New Jersey’s revised parole laws went into effect in April 1980, including a requirement for the court to set a restitution amount as a condition for release. But the first case to test this law caused a statewide uproar.
Thomas Trantino and Frank Falco pistol-whipped and shot 2 police officers in August 1963. Falco was killed a few days later, but the 25-year-old Trantino turned himself in. Sentenced to the electric chair, Trantino saw his sentence commuted to life imprisonment when the US Supreme Court abolished the death penalty in 1972. Eight years later, Trantino was granted parole. All that remained was for a judge to tell him how much he owed the families. The town of Lodi, where the murders occurred, hosted numerous angry protests.

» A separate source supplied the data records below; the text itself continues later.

//! Gain equalization: normalize each channel's raw weight by its calibrated
//! response before the Q-vector is rebuilt.

use super::{
    SkipCounter, StepOutcome, StepSetup, StepState, default_validation_threshold, not_initialized,
};
use crate::calibration::CalibrationInput;
use crate::detector::{ChannelSetup, DataVector};
use qn_core::{Error, EventClassVariableSet, Result, SIGNIFICANCE_THRESHOLD};
use qn_hist::{AccumulatorStorage, ChannelGroups, ChannelizedIngress, ChannelizedProfile, ErrorMode};
use serde::{Deserialize, Serialize};

/// Chain key.
pub const GAIN_EQUALIZATION_KEY: &str = "CCCC";
/// Step name.
pub const GAIN_EQUALIZATION_NAME: &str = "GainEqualization";

/// Equalization method.
#[derive(Debug, Clone, Copy, PartialEq, Eq, Default, Serialize, Deserialize)]
#[serde(rename_all = "snake_case")]
pub enum GainEqualizationMethod {
    /// Leave the weight unchanged.
    None,
    /// `M' = (M / <M>) g`.
    #[default]
    Average,
    /// `M' = (A + B (M - <M>) / σ) g`.
    Width,
}

fn default_a() -> f64 {
    1.0
}

fn default_b() -> f64 {
    0.1
}

/// Gain equalization options.
#[derive(Debug, Clone, PartialEq, Serialize, Deserialize)]
#[serde(deny_unknown_fields)]
pub struct GainEqualizationSettings {
    /// Method.
    #[serde(default)]
    pub method: GainEqualizationMethod,
    /// Offset of the width method.
    #[serde(default = "default_a")]
    pub a: f64,
    /// Slope of the width method.
    #[serde(default = "default_b")]
    pub b: f64,
    /// Scale by the channel-group weight.
    #[serde(default)]
    pub use_channel_groups: bool,
    /// Minimum entries per channel bin.
    #[serde(default = "default_validation_threshold")]
    pub validation_threshold: u64,
    /// Keep collecting once calibration input is attached.
    #[serde(default)]
    pub collect_while_applying: bool,
}

impl Default for GainEqualizationSettings {
    fn default() -> Self {
        Self {
            method: GainEqualizationMethod::Average,
            a: default_a(),
            b: default_b(),
            use_channel_groups: false,
            validation_threshold: default_validation_threshold(),
            collect_while_applying: false,
        }
    }
}

/// Gain equalization step.
#[derive(Debug, Clone)]
pub struct GainEqualization {
    settings: GainEqualizationSettings,
    configuration: String,
    accumulator: String,
    event_classes: EventClassVariableSet,
    channels: ChannelSetup,
    state: StepState,
    output: Option<ChannelizedProfile>,
    input: Option<ChannelizedIngress>,
    qa: SkipCounter,
}

impl GainEqualization {
    /// Gain equalization of the channels described by `channels`.
    pub fn new(
        setup: &StepSetup<'_>,
        channels: &ChannelSetup,
        settings: GainEqualizationSettings,
    ) -> Result<Self> {
        if settings.use_channel_groups && channels.groups().is_none() {
            return Err(Error::Structural(format!(
                "gain equalization of '{}' uses channel groups but none are configured",
                setup.configuration
            )));
        }
        let n_used = (0..channels.n_channels()).filter(|&c| channels.is_used(c)).count();
        Ok(Self {
            settings,
            configuration: setup.configuration.to_string(),
            accumulator: setup.accumulator_name(GAIN_EQUALIZATION_NAME),
            event_classes: setup.event_classes.clone(),
            channels: channels.clone(),
            state: StepState::Calibrating,
            output: None,
            input: None,
            qa: SkipCounter::new(setup.event_classes.n_cells() * n_used),
        })
    }

    /// Step name.
    pub fn name(&self) -> &'static str {
        GAIN_EQUALIZATION_NAME
    }

    /// Current state.
    pub fn state(&self) -> StepState {
        self.state
    }

    /// Options.
    pub fn settings(&self) -> &GainEqualizationSettings {
        &self.settings
    }

    /// Name of the calibration accumulator.
    pub fn accumulator_name(&self) -> &str {
        &self.accumulator
    }

    /// Attach the previous period's channel responses.
    pub fn attach_input(&mut self, input: &CalibrationInput<'_>) -> Result<bool> {
        let Some(storage) = input.find(&self.accumulator) else {
            log::warn!(
                "{}: no calibration input '{}', collecting only",
                self.configuration,
                self.accumulator
            );
            return Ok(false);
        };
        let groups = self.channels.groups().map(|g| ChannelGroups::new(g.to_vec())).transpose()?;
        let mut ingress = ChannelizedIngress::new(
            &self.accumulator,
            &self.event_classes,
            self.channels.n_channels(),
            self.channels.used(),
            groups,
        )?
        .with_error_mode(ErrorMode::Spread)
        .with_validation_threshold(self.settings.validation_threshold);
        ingress.attach(storage)?;
        self.input = Some(ingress);
        self.state.advance(StepState::attached(self.settings.collect_while_applying));
        log::debug!(
            "{}: gain equalization attached '{}', now {:?}",
            self.configuration,
            self.accumulator,
            self.state
        );
        Ok(true)
    }

    /// Allocate the output accumulator if the state collects.
    pub fn create_output(&mut self) -> Result<()> {
        self.output = None;
        if self.state.collects() {
            let mut profile = ChannelizedProfile::new(
                &self.accumulator,
                &self.event_classes,
                self.channels.n_channels(),
                self.channels.used(),
            )?
            .with_error_mode(ErrorMode::Spread)
            .with_validation_threshold(self.settings.validation_threshold);
            profile.create_storage()?;
            self.output = Some(profile);
        }
        Ok(())
    }

    /// Collect the raw weights and/or rewrite the equalized weights.
    pub fn process(&mut self, variables: &[f64], data: &mut [DataVector]) -> Result<StepOutcome> {
        if self.state.collects() {
            let output = self
                .output
                .as_mut()
                .ok_or_else(|| not_initialized(GAIN_EQUALIZATION_NAME, &self.configuration))?;
            for d in data.iter() {
                output.fill(variables, channel_of(d, &self.configuration)?, d.weight())?;
            }
        }
        match self.state {
            StepState::Calibrating => Ok(StepOutcome::NotApplied),
            StepState::ApplyAndCollect | StepState::Applying => {
                for d in data.iter_mut() {
                    let channel = channel_of(d, &self.configuration)?;
                    let equalized = self.equalize(variables, channel, d.weight())?;
                    d.set_equalized_weight(equalized);
                }
                Ok(StepOutcome::Applied(Vec::new()))
            }
        }
    }

    fn equalize(&mut self, variables: &[f64], channel: usize, weight: f64) -> Result<f64> {
        if self.settings.method == GainEqualizationMethod::None {
            return Ok(weight);
        }
        let calibration = self
            .input
            .as_ref()
            .ok_or_else(|| not_initialized(GAIN_EQUALIZATION_NAME, &self.configuration))?;
        let Some(bin) = calibration.bin_index(variables, channel) else {
            self.qa.record_unbinned();
            return Ok(weight);
        };
        let mean = calibration.content(bin);
        if mean < SIGNIFICANCE_THRESHOLD {
            self.qa.record(bin);
            return Ok(0.0);
        }
        let group = self.group_weight(calibration, variables, channel);
        Ok(match self.settings.method {
            GainEqualizationMethod::None => weight,
            GainEqualizationMethod::Average => weight / mean * group,
            GainEqualizationMethod::Width => {
                let width = calibration.error(bin);
                if width < SIGNIFICANCE_THRESHOLD {
                    self.qa.record(bin);
                    return Ok(0.0);
                }
                (self.settings.a + self.settings.b * (weight - mean) / width) * group
            }
        })
    }

    fn group_weight(
        &self,
        calibration: &ChannelizedIngress,
        variables: &[f64],
        channel: usize,
    ) -> f64 {
        if !self.settings.use_channel_groups {
            return 1.0;
        }
        if let (Some(weights), Some(group)) =
            (self.channels.group_weights(), self.channels.group_of(channel))
        {
            return weights.get(group).copied().unwrap_or(1.0);
        }
        match calibration.group_bin_index(variables, channel) {
            Some(g) if calibration.is_group_validated(g) => calibration.group_content(g),
            _ => 1.0,
        }
    }

    /// Collected output accumulator, if any.
    pub fn calibration_output(&self) -> Vec<AccumulatorStorage> {
        self.output.as_ref().and_then(|p| p.storage()).cloned().into_iter().collect()
    }

    /// Skip counters, one bin per event class and used channel.
    pub fn qa(&self) -> &SkipCounter {
        &self.qa
    }
}

fn channel_of(d: &DataVector, configuration: &str) -> Result<usize> {
    d.channel().ok_or_else(|| {
        Error::Structural(format!(
            "data vector without channel in channels configuration '{configuration}'"
        ))
    })
}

But on October 2, 1980, Judge Theodore Trautwein ruled that putting a price on human life was beyond his capability – which was, in a way, moot, as Trantino – who’d sold artwork as well as his autobiography while in prison – argued he could not afford to pay a penny.

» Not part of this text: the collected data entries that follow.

#[cfg(test)]
mod tests {
    use super::*;
    use approx::assert_abs_diff_eq;
    use qn_core::EventClassVariable;

    fn vertex() -> EventClassVariableSet {
        EventClassVariableSet::with_variables(
            "vtx",
            vec![EventClassVariable::uniform(3, "vz", 2, -10.0, 10.0).unwrap()],
        )
    }

    fn values(vz: f64) -> Vec<f64> {
        let mut v = vec![0.0; 4];
        v[3] = vz;
        v
    }

    #[test]
    fn test_x_then_y_counts_one_entry() {
        let mut p = ComponentsProfile::new("rec", &vertex(), HarmonicSet::new(&[2]).unwrap())
            .unwrap();
        p.create_storage().unwrap();
        let xs = [0.1, 0.3, -0.2, 0.6, 0.2];
        let ys = [0.0, -0.1, 0.4, 0.2, 0.5];
        let ev = values(5.0);
        for (x, y) in xs.iter().zip(&ys) {
            p.fill_x(&ev, 2, *x).unwrap();
            p.fill_y(&ev, 2, *y).unwrap();
        }
        let bin = p.bin_index(&ev).unwrap();
        assert_eq!(p.entries(bin, 2).unwrap(), 5);
        assert_abs_diff_eq!(p.x_content(bin, 2).unwrap(), 0.2, epsilon = 1e-12);
        assert_abs_diff_eq!(p.y_content(bin, 2).unwrap(), 0.2, epsilon = 1e-12);
    }

    #[test]
    fn test_double_fill_is_structural() {
        let mut p = ComponentsProfile::new("rec", &vertex(), HarmonicSet::new(&[2]).unwrap())
            .unwrap();
        p.create_storage().unwrap();
        let ev = values(1.0);
        p.fill_x(&ev, 2, 1.0).unwrap();
        assert!(matches!(p.fill_x(&ev, 2, 1.0), Err(Error::Structural(_))));
    }

    #[test]
    fn test_undeclared_harmonic() {
        let mut p = ComponentsProfile::new("rec", &vertex(), HarmonicSet::new(&[2]).unwrap())
            .unwrap();
        p.create_storage().unwrap();
        assert!(matches!(p.fill_x(&values(1.0), 3, 1.0), Err(Error::Structural(_))));
        assert!(p.x_content(0, 3).is_err());
    }

    #[test]
    fn test_not_validated_reads_zero() {
        let mut p = ComponentsProfile::new("rec", &vertex(), HarmonicSet::new(&[1]).unwrap())
            .unwrap()
            .with_validation_threshold(3);
        p.create_storage().unwrap();
        let ev = values(-5.0);
        p.fill_xy(&ev, 1, 0.5, 0.5).unwrap();
        p.fill_xy(&ev, 1, 0.5, 0.5).unwrap();
        assert!(!p.is_validated(0, 1).unwrap());
        assert_eq!(p.x_content(0, 1).unwrap(), 0.0);
        assert_eq!(p.x_error(0, 1).unwrap(), 0.0);
        p.fill_xy(&ev, 1, 0.5, 0.5).unwrap();
        assert_abs_diff_eq!(p.x_content(0, 1).unwrap(), 0.5, epsilon = 1e-12);
    }

    #[test]
    fn test_correlation_pair() {
        let mut p =
            CorrelationProfile::new("corr", &vertex(), HarmonicSet::new(&[2]).unwrap()).unwrap();
        p.create_storage().unwrap();
        let ev = values(2.0);
        p.fill_pair(&ev, 2, (1.0, 2.0), (3.0, 4.0)).unwrap();
        p.fill_pair(&ev, 2, (1.0, 2.0), (3.0, 4.0)).unwrap();
        let bin = p.bin_index(&ev).unwrap();
        assert_eq!(p.entries(bin, 2).unwrap(), 2);
        assert_abs_diff_eq!(p.xx_content(bin, 2).unwrap(), 3.0);
        assert_abs_diff_eq!(p.xy_content(bin, 2).unwrap(), 4.0);
        assert_abs_diff_eq!(p.yx_content(bin, 2).unwrap(), 6.0);
        assert_abs_diff_eq!(p.yy_content(bin, 2).unwrap(), 8.0);
    }
}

The New Jersey Supreme Court elected to keep Trantino in prison. Denied once more in 1982, further revisions to parole law in ‘84 ensured Trantino could not apply again until 1992, except on the condition of good behavior. In 1988, after 4 years of good behavior, he applied, was denied, and was denied again in 1990, 1998, and 1999.
He was released on February 11, 2002 – his 64th birthday. He became a motivational speaker.